This is a linkpost for https://www.gwern.net/Clippy

    This story was originally posted as a response to this thread.

    It might help to imagine a hard takeoff scenario using only known sorts of NN & scaling effects...

    In A.D. 20XX. Work was beginning. "How are you gentlemen !!"... (Work. Work never changes; work is always hell.)

    Specifically, a MoogleBook researcher has gotten a pull request from Reviewer #2 on his new paper in evolutionary search in auto-ML, for error bars on the auto-ML hyperparameter sensitivity like larger batch sizes, because more can be different and there's high variance in the old runs with a few anomalously high performance values. ("Really? Really? That's what you're worried about?") He can't see why worry, and wonders what sins he committed to deserve this asshole Chinese (given the Engrish) reviewer, as he wearily kicks off yet another HQU experiment...

    Rest of story moved to gwern.net.

    New Comment
    2 comments, sorted by Click to highlight new comments since: Today at 3:08 PM

    I found this story tough to follow on a technical level, despite being familiar with most of the ideas it cites (and having read many of the papers before).

    Like, I've read and re-read the first few sections a number of times, and I still can't come up with a mental model of HXU's structure that fits all of the described facts.  By "HXU's structure" I mean things like:

    • The researcher is running an "evolutionary search in auto-ML" method.  How many nested layers of inner/outer loop does this method (explicitly) contain?
    • Where in the nested structure are (1) the evolutionary search, and (2) the thing that outputs "binary blobs"?
    • Are the "binary blobs" being run like Meta RNNs, ie they run sequentially in multiple environments?
      • I assume the answer is yes, because this would explain what it is that (in the 1 Day section) remembers a "history of observation of lots of random environments & datasets."
    • What is the type signature of the thing-that-outputs-binary-blobs?  What is its input?  A task, a task mixture, something else?
      • Much of the story (eg the "history of observations" passage) makes it sound like we're watching a single Meta-RNN-ish thing whose trajectories span multiple environment/tasks.
      • If this Meta-RNN-ish thing is "a blob," what role is left for the thing-that-outputs-blobs?
      • That is: in that case, the thing-that-outputs-blobs just looks like .  It's simply a constant, we can eliminate it from the description, and we're really just doing optimization over blobs.

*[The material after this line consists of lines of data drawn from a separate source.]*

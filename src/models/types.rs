//! Wire types for the Ollama HTTP API

use serde::{Deserialize, Serialize};

/// POST /api/generate body
#[derive(Debug, Clone, Serialize)]
pub struct GenerateRequest {
    pub model: String,
    pub prompt: String,
    pub stream: bool,
    #[serde(skip_serializing_if = "Option::is_none")]
    pub options: Option<GenerateOptions>,
}

/// Sampling and context options
#[derive(Debug, Clone, Serialize)]
pub struct GenerateOptions {
    pub temperature: f32,
    pub num_ctx: usize,
}

/// One frame of a streamed /api/generate response, or the whole
/// non-streamed response
#[derive(Debug, Clone, Deserialize)]
pub struct GenerateChunk {
    #[serde(default)]
    pub response: String,
    #[serde(default)]
    pub done: bool,
    #[serde(default)]
    pub error: Option<String>,
}

/// POST /api/embed body
#[derive(Debug, Clone, Serialize)]
pub struct EmbedRequest {
    pub model: String,
    pub input: Vec<String>,
}

/// POST /api/embed response
#[derive(Debug, Clone, Deserialize)]
pub struct EmbedResponse {
    pub embeddings: Vec<Vec<f32>>,
}

/// GET /api/tags response
#[derive(Debug, Deserialize)]
pub struct ModelsResponse {
    pub models: Vec<ModelInfo>,
}

/// Installed model entry
#[derive(Debug, Clone, Deserialize)]
pub struct ModelInfo {
    pub name: String,
    #[serde(default)]
    pub size: u64,
}

#[cfg(test)]
mod tests {
    use super::*;

    #[test]
    fn test_final_frame_parses_without_response() {
        let chunk: GenerateChunk = serde_json::from_str(r#"{"model":"qwen2.5","done":true}"#).unwrap();
        assert!(chunk.done);
        assert!(chunk.response.is_empty());
    }

    #[test]
    fn test_request_omits_empty_options() {
        let request = GenerateRequest {
            model: "qwen2.5".to_string(),
            prompt: "hi".to_string(),
            stream: false,
            options: None,
        };
        let json = serde_json::to_string(&request).unwrap();
        assert!(!json.contains("options"));
    }
}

Presumably that's not the case, so what is going on here?
    • What is it that's made of "GPU primitives"?
      • If the blobs (bytecode?) are being viewed as raw binary sequences and we're flipping their bits, that's a lower level than GPU primitives.
      • If instead the thing-that-outputs-blobs is made of GPU primitives which something else is optimizing over, what is that "something else"?
    • Is the outermost training loop (the explicitly implemented one) using evolutionary search, or (explicit) gradient descent?
      • If gradient descent: then what part of the system is using evolutionary search?
      • If evolutionary search (ES): then how does the outermost loop have a critical batch size?  Is the idea that ES exhibits a trend like eqn. 2.11 in the OA paper, w/r/t population size or something, even though it's not estimating noisy gradients?  Is this true?  (It could be true, and doesn't matter for the story . . . but since it doesn't matter for the story, I don't know why we'd bothering to assume it)
      • Also, if evolutionary search (ES): how is this an extrapolation of 2022 ML trends?  Current ML is all about finding ways to make things differentiable, and then do GD, which Works™.  (And which can be targeted specially by hardware development.  And which is assumed by all the ML scaling laws.  Etc.)  Why are people in 20XX using the "stupidest" optimization process out there, instead?
    • In all of this, which parts are "doing work" to motivate events in the story?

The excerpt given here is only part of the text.